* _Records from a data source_
==============================

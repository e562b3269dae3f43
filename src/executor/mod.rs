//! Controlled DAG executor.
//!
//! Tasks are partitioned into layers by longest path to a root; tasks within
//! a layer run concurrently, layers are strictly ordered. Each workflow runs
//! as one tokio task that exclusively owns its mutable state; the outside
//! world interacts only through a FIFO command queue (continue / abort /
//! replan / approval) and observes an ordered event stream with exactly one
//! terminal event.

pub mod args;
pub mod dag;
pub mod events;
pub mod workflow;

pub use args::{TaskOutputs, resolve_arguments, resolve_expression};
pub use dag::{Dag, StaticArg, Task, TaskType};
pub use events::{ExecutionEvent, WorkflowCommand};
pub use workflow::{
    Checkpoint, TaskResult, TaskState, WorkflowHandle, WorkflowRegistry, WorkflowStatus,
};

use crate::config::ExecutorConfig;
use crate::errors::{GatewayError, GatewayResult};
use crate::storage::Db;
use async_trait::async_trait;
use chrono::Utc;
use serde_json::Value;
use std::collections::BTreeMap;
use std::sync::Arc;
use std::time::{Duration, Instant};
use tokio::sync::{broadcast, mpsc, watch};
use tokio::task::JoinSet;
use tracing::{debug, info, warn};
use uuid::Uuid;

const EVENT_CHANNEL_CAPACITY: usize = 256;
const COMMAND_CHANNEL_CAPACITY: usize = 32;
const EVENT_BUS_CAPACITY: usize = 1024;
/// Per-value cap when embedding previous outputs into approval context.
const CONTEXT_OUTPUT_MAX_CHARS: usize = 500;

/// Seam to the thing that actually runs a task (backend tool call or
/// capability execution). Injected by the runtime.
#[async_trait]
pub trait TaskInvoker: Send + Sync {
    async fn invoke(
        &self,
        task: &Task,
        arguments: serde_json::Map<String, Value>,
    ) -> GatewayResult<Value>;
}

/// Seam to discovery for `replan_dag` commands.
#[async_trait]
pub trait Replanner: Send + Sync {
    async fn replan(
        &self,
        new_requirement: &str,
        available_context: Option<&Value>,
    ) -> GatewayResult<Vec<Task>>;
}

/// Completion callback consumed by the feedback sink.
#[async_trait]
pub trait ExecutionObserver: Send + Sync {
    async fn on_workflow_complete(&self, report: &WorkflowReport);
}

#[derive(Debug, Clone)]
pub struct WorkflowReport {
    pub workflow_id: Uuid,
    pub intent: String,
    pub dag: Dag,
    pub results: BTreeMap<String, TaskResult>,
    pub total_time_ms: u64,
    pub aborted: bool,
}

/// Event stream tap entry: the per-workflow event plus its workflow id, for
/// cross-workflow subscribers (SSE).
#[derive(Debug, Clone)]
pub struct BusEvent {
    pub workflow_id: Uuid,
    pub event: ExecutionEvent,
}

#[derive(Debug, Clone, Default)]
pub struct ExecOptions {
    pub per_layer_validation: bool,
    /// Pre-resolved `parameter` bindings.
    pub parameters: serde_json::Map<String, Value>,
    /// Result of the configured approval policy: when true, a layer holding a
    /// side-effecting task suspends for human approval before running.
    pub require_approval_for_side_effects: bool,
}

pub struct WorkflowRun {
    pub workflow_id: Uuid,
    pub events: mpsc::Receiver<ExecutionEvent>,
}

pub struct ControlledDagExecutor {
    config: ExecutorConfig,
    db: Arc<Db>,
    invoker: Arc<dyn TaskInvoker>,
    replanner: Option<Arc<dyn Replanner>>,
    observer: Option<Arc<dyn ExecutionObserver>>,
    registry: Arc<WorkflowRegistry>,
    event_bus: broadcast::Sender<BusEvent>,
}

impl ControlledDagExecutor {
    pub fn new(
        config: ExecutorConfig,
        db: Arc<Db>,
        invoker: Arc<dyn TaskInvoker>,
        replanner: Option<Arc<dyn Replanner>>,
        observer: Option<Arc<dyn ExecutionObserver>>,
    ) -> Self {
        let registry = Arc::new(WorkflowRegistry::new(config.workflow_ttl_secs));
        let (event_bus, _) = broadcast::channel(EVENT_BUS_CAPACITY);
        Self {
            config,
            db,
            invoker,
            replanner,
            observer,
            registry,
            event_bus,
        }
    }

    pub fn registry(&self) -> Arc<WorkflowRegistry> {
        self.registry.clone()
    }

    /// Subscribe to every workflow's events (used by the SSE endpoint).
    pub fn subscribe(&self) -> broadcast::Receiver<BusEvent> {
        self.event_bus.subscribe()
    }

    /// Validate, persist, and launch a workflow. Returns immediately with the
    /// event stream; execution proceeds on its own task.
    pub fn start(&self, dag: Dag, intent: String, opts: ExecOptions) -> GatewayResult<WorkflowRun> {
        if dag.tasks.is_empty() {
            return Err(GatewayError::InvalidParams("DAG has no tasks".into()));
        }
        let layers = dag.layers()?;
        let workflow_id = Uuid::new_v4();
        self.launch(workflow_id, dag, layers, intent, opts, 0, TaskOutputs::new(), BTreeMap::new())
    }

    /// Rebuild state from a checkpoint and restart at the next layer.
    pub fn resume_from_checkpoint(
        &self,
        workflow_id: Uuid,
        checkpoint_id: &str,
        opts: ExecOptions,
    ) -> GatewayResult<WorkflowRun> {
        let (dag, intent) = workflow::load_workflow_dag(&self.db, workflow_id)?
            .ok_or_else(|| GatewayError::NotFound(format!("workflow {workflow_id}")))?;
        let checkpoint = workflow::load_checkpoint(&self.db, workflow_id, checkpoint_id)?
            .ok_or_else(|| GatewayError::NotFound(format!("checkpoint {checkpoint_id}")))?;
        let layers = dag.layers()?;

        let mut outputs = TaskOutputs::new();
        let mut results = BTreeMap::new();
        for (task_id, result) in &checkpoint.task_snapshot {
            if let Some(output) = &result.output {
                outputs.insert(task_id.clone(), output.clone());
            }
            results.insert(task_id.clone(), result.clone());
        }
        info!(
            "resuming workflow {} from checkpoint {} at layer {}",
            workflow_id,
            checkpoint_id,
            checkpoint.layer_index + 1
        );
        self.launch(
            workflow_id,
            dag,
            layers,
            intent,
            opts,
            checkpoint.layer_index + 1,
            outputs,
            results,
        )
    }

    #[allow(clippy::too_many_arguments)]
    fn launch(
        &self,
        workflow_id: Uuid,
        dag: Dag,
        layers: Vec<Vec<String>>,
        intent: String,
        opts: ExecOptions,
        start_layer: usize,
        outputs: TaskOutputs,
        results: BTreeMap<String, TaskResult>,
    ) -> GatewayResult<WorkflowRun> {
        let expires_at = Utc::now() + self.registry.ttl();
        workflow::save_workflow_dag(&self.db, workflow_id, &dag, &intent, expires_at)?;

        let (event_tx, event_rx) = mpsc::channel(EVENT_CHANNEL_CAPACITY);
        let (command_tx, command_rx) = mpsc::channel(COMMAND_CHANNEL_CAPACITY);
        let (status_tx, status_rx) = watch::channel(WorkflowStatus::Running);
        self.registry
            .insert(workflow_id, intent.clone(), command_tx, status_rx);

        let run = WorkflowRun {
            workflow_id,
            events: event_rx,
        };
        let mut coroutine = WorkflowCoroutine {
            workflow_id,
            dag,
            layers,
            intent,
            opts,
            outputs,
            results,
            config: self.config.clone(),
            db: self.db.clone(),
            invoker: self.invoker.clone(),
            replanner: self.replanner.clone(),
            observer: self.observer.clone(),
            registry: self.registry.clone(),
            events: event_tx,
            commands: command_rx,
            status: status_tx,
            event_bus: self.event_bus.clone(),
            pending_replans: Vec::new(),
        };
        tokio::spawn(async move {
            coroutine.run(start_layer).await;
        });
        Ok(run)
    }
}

==============================

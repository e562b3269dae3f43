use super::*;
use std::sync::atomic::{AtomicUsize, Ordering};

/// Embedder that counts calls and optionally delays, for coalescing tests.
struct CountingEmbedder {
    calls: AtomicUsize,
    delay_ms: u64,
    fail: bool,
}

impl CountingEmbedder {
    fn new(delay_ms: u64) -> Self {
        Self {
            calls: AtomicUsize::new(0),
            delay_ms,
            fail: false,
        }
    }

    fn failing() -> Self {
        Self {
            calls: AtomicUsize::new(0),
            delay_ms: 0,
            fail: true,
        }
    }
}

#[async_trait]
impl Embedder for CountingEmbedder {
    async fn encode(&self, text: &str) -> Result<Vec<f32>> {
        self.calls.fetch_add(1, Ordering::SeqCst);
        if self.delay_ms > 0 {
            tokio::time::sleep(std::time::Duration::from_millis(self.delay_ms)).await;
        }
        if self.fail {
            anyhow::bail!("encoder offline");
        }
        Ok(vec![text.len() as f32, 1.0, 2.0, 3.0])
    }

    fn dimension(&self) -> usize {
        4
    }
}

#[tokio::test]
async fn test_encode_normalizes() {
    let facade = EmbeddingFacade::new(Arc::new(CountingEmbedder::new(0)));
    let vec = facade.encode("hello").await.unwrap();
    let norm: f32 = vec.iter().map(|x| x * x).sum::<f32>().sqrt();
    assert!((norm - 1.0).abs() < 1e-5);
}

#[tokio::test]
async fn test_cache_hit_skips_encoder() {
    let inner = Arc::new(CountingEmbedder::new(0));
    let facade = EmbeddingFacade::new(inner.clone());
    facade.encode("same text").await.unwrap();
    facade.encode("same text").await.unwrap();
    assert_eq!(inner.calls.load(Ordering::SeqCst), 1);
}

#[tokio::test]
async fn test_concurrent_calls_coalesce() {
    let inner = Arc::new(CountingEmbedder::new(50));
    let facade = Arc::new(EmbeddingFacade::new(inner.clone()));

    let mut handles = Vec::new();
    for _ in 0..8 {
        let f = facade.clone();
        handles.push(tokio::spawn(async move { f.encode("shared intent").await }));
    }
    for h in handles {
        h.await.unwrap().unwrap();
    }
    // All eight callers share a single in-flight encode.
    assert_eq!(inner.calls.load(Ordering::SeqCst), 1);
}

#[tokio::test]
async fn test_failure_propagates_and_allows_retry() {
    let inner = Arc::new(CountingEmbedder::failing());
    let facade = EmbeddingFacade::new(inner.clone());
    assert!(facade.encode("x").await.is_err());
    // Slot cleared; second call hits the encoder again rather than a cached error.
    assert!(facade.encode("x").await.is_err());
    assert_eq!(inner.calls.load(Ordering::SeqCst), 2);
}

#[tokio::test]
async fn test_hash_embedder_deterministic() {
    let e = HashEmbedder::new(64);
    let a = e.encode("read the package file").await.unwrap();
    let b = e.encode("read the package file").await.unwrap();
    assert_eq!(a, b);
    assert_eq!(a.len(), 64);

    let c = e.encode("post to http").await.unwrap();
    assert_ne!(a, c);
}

==============================

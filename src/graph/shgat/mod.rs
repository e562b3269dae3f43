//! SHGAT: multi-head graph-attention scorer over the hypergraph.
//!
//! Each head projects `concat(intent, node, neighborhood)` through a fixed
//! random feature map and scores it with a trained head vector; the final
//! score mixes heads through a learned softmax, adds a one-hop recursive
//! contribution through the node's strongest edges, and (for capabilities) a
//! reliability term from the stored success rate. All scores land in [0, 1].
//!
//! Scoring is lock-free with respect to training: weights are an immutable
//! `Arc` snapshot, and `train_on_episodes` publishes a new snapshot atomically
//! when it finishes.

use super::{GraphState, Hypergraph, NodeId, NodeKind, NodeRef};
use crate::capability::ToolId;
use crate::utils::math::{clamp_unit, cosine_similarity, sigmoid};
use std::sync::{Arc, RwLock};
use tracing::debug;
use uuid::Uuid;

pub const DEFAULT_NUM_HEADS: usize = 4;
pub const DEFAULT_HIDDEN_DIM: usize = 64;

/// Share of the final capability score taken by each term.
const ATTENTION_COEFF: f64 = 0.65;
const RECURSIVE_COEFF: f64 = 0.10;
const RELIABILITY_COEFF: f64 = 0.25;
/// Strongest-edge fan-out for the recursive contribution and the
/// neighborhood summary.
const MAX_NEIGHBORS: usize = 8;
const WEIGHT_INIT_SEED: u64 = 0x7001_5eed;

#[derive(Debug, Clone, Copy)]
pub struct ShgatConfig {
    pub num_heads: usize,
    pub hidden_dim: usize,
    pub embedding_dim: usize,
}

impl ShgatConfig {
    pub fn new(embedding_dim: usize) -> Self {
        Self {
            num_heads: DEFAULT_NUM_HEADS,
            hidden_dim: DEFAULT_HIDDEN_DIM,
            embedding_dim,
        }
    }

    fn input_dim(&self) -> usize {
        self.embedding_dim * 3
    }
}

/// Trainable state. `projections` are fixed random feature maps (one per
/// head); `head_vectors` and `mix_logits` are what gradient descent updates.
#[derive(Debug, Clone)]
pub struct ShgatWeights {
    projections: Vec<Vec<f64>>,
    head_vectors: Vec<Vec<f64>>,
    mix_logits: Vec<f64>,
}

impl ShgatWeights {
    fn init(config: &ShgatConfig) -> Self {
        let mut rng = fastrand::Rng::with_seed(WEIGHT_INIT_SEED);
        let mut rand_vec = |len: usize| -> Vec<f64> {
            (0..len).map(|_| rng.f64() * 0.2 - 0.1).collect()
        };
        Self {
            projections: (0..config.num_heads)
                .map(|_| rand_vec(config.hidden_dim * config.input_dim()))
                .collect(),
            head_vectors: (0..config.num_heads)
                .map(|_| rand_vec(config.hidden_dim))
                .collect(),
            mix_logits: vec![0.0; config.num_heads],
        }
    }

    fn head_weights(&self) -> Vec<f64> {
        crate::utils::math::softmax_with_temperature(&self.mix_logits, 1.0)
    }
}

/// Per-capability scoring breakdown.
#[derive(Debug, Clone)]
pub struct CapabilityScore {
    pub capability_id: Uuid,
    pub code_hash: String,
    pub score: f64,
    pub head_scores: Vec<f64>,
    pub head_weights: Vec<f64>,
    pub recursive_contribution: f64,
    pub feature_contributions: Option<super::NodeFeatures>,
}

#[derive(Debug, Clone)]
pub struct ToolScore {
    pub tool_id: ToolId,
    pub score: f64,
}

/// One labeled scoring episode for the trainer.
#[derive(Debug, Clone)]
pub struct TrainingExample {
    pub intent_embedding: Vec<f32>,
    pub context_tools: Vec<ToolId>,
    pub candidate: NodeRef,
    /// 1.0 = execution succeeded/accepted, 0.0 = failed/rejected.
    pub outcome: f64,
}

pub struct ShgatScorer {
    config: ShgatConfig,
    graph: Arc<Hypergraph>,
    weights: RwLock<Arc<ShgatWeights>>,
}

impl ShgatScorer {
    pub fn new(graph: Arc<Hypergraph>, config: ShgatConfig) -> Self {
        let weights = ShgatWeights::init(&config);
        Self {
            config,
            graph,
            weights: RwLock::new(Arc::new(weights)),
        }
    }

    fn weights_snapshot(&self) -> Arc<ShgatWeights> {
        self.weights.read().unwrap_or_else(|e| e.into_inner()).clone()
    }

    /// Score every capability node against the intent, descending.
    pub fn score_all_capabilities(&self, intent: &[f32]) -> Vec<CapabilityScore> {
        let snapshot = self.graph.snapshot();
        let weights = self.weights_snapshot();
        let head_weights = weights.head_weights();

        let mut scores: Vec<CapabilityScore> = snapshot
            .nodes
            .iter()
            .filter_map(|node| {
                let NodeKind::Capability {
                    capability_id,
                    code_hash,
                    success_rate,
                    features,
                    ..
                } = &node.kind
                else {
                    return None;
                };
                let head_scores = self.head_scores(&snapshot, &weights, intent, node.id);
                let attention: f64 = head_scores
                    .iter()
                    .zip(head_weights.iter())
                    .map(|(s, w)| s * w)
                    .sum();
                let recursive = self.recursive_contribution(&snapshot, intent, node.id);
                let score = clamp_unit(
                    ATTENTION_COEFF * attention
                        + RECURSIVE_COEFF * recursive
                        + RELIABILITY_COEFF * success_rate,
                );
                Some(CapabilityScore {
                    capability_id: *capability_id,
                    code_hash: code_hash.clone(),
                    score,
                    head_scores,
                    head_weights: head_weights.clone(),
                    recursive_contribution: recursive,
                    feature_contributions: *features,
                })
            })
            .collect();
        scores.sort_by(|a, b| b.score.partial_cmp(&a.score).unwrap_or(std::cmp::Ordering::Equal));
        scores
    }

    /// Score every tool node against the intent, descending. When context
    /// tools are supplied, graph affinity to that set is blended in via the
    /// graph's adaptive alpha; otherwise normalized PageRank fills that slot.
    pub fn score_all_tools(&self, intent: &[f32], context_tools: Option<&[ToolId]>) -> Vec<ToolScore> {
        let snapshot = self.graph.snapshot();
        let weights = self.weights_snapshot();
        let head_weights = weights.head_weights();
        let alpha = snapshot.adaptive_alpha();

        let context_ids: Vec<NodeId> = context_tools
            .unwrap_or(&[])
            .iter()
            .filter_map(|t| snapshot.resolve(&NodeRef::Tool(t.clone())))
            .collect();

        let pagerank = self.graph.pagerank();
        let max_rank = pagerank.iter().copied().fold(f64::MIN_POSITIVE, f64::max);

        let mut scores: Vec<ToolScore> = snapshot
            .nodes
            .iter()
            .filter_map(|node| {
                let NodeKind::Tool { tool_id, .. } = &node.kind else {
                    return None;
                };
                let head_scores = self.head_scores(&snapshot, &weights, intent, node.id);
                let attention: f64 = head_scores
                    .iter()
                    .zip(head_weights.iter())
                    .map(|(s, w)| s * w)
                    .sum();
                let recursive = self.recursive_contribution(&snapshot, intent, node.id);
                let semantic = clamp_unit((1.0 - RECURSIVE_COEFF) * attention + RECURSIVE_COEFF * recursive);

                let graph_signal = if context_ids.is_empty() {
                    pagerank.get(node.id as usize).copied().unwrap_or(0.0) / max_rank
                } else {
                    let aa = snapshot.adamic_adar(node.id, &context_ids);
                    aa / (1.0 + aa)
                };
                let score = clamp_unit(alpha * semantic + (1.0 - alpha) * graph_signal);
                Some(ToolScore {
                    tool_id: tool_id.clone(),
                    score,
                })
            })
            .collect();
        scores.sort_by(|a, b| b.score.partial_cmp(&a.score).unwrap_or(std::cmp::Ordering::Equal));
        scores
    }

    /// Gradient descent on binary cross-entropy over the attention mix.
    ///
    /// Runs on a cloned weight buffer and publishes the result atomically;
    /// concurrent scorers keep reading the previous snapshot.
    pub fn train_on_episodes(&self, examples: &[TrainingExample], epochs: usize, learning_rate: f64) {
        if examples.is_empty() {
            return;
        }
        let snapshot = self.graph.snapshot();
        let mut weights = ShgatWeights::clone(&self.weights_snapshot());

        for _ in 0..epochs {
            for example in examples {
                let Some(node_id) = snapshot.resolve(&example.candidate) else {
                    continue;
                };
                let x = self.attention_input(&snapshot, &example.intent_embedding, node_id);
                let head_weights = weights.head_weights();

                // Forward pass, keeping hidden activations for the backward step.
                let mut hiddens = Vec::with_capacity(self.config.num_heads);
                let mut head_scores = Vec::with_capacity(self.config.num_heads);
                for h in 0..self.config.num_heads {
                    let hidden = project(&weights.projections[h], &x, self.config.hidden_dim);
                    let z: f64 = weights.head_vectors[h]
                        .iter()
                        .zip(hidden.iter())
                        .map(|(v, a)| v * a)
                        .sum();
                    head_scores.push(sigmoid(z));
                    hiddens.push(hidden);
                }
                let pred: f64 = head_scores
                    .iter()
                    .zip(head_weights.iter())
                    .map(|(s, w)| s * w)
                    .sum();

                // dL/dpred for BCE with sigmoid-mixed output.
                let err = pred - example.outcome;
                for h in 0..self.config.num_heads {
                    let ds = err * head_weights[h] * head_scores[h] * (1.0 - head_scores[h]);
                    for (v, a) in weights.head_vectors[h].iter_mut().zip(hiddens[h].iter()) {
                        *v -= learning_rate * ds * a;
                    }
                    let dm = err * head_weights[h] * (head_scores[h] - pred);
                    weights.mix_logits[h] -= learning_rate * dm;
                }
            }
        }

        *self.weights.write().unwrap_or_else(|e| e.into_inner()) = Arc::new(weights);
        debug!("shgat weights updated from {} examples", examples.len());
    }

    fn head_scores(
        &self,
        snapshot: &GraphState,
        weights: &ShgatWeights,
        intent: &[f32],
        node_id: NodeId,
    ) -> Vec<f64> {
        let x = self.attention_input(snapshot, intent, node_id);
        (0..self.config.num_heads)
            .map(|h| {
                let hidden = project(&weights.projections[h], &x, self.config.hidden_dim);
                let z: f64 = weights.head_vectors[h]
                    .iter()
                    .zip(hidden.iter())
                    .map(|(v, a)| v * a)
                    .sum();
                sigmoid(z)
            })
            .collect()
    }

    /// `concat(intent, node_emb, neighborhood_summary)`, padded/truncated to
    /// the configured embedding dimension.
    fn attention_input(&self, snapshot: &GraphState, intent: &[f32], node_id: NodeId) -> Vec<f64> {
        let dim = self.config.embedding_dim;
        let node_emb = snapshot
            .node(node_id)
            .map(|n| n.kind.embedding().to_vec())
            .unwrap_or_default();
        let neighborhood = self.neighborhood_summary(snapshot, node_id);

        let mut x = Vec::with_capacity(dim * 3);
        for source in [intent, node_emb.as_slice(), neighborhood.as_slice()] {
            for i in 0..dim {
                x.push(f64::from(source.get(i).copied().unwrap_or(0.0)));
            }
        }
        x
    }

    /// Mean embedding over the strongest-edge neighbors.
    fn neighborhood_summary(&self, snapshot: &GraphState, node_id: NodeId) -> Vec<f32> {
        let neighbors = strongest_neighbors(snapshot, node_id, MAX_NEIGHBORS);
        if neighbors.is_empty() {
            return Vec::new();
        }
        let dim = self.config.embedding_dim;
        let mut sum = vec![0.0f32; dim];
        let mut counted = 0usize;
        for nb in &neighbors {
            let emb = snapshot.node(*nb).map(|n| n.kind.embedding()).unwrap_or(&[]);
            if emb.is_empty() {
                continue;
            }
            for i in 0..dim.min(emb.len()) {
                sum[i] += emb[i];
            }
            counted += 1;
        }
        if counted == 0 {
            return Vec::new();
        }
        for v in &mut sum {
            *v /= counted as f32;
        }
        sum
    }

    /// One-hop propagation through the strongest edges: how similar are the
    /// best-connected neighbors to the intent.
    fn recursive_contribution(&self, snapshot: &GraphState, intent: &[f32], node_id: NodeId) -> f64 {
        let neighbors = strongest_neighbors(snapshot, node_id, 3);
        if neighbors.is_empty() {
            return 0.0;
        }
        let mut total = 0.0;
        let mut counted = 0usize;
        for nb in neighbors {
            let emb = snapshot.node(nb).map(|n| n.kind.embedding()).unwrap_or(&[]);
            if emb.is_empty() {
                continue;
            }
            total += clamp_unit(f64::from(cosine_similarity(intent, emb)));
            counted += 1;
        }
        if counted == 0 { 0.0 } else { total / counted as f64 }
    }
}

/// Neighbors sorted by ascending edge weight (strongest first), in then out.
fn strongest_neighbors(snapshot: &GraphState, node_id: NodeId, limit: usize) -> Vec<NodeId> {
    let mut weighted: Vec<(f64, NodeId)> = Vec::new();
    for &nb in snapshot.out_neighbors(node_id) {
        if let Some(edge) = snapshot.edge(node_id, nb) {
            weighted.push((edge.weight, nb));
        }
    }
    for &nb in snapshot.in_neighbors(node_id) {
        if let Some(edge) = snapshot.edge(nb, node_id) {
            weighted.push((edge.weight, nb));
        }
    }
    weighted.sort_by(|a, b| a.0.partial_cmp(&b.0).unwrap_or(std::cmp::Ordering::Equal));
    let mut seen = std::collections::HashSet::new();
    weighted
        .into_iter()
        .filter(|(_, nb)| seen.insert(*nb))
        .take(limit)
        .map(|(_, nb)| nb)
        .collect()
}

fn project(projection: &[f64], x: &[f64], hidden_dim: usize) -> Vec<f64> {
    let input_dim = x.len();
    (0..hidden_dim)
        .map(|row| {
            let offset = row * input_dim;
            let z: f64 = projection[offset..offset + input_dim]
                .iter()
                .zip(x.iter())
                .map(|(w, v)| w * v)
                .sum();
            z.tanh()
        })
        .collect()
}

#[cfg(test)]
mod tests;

==============================

* _What is being asked_
Lines that hold "true" are the ones to copy, so pick each out from the data.

* _Problem solution_
    /// Result of the configured approval policy: when true, a layer holding a
            fail: true,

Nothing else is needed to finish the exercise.